WHAT THE TASK REQUIRES - Go through the data below and retype all of it exactly.

STORED DATA -
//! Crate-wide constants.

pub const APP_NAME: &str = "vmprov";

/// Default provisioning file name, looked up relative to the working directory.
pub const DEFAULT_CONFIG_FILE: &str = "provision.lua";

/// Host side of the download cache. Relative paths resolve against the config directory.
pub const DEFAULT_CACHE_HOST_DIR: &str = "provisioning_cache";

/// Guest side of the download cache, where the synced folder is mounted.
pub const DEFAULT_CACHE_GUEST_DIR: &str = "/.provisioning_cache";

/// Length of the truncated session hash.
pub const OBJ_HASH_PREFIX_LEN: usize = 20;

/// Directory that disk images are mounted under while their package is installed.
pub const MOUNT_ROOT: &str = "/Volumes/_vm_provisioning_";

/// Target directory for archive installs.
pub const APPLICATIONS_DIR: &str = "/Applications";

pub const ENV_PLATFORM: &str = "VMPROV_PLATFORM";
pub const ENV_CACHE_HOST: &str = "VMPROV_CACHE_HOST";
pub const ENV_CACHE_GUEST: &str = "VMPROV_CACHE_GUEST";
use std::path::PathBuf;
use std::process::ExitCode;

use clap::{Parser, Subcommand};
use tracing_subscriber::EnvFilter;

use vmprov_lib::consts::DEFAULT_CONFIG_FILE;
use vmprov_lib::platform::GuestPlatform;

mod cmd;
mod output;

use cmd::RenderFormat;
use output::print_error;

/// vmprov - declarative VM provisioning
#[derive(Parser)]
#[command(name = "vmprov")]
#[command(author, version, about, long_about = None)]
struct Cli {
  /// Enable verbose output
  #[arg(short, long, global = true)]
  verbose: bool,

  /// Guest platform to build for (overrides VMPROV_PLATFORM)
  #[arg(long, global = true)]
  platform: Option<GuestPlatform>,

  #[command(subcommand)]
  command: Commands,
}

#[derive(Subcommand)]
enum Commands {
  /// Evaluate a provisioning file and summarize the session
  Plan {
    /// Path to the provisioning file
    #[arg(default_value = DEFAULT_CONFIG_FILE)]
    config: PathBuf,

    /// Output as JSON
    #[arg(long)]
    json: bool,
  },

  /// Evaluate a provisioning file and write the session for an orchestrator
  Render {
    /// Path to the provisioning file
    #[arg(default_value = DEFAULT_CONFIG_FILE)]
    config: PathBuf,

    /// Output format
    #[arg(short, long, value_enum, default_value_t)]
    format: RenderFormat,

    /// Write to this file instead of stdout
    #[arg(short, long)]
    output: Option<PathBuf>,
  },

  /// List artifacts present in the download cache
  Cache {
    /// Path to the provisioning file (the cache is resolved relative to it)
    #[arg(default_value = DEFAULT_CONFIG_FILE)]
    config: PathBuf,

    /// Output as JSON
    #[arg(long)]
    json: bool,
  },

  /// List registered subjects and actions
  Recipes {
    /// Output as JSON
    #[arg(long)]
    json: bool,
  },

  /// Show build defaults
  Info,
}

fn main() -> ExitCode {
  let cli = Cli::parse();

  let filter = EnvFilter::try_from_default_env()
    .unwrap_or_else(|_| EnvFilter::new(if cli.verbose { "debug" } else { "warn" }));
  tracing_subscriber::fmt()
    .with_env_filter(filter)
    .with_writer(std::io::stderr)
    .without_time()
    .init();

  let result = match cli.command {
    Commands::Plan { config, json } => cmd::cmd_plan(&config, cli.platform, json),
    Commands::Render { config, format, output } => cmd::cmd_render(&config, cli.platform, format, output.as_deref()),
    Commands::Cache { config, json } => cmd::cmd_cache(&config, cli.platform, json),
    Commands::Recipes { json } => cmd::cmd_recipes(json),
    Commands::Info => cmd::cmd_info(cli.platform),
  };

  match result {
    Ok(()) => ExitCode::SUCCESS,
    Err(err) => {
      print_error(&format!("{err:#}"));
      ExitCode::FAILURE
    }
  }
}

SOLUTION FOR THIS TASK -
//! Crate-wide constants.

pub const APP_NAME: &str = "vmprov";

/// Default provisioning file name, looked up relative to the working directory.
pub const DEFAULT_CONFIG_FILE: &str = "provision.lua";

/// Host side of the download cache. Relative paths resolve against the config directory.
pub const DEFAULT_CACHE_HOST_DIR: &str = "provisioning_cache";

/// Guest side of the download cache, where the synced folder is mounted.
pub const DEFAULT_CACHE_GUEST_DIR: &str = "/.provisioning_cache";

/// Length of the truncated session hash.
pub const OBJ_HASH_PREFIX_LEN: usize = 20;

/// Directory that disk images are mounted under while their package is installed.
pub const MOUNT_ROOT: &str = "/Volumes/_vm_provisioning_";

/// Target directory for archive installs.
pub const APPLICATIONS_DIR: &str = "/Applications";

pub const ENV_PLATFORM: &str = "VMPROV_PLATFORM";
pub const ENV_CACHE_HOST: &str = "VMPROV_CACHE_HOST";
pub const ENV_CACHE_GUEST: &str = "VMPROV_CACHE_GUEST";
use std::path::PathBuf;
use std::process::ExitCode;

use clap::{Parser, Subcommand};
use tracing_subscriber::EnvFilter;

use vmprov_lib::consts::DEFAULT_CONFIG_FILE;
use vmprov_lib::platform::GuestPlatform;

mod cmd;
mod output;

use cmd::RenderFormat;
use output::print_error;

/// vmprov - declarative VM provisioning
#[derive(Parser)]
#[command(name = "vmprov")]
#[command(author, version, about, long_about = None)]
struct Cli {
  /// Enable verbose output
  #[arg(short, long, global = true)]
  verbose: bool,

  /// Guest platform to build for (overrides VMPROV_PLATFORM)
  #[arg(long, global = true)]
  platform: Option<GuestPlatform>,

  #[command(subcommand)]
  command: Commands,
}

#[derive(Subcommand)]
enum Commands {
  /// Evaluate a provisioning file and summarize the session
  Plan {
    /// Path to the provisioning file
    #[arg(default_value = DEFAULT_CONFIG_FILE)]
    config: PathBuf,

    /// Output as JSON
    #[arg(long)]
    json: bool,
  },

  /// Evaluate a provisioning file and write the session for an orchestrator
  Render {
    /// Path to the provisioning file
    #[arg(default_value = DEFAULT_CONFIG_FILE)]
    config: PathBuf,

    /// Output format
    #[arg(short, long, value_enum, default_value_t)]
    format: RenderFormat,

    /// Write to this file instead of stdout
    #[arg(short, long)]
    output: Option<PathBuf>,
  },

  /// List artifacts present in the download cache
  Cache {
    /// Path to the provisioning file (the cache is resolved relative to it)
    #[arg(default_value = DEFAULT_CONFIG_FILE)]
    config: PathBuf,

    /// Output as JSON
    #[arg(long)]
    json: bool,
  },

  /// List registered subjects and actions
  Recipes {
    /// Output as JSON
    #[arg(long)]
    json: bool,
  },

  /// Show build defaults
  Info,
}

fn main() -> ExitCode {
  let cli = Cli::parse();

  let filter = EnvFilter::try_from_default_env()
    .unwrap_or_else(|_| EnvFilter::new(if cli.verbose { "debug" } else { "warn" }));
  tracing_subscriber::fmt()
    .with_env_filter(filter)
    .with_writer(std::io::stderr)
    .without_time()
    .init();

  let result = match cli.command {
    Commands::Plan { config, json } => cmd::cmd_plan(&config, cli.platform, json),
    Commands::Render { config, format, output } => cmd::cmd_render(&config, cli.platform, format, output.as_deref()),
    Commands::Cache { config, json } => cmd::cmd_cache(&config, cli.platform, json),
    Commands::Recipes { json } => cmd::cmd_recipes(json),
    Commands::Info => cmd::cmd_info(cli.platform),
  };

  match result {
    Ok(()) => ExitCode::SUCCESS,
    Err(err) => {
      print_error(&format!("{err:#}"));
      ExitCode::FAILURE
    }
  }
}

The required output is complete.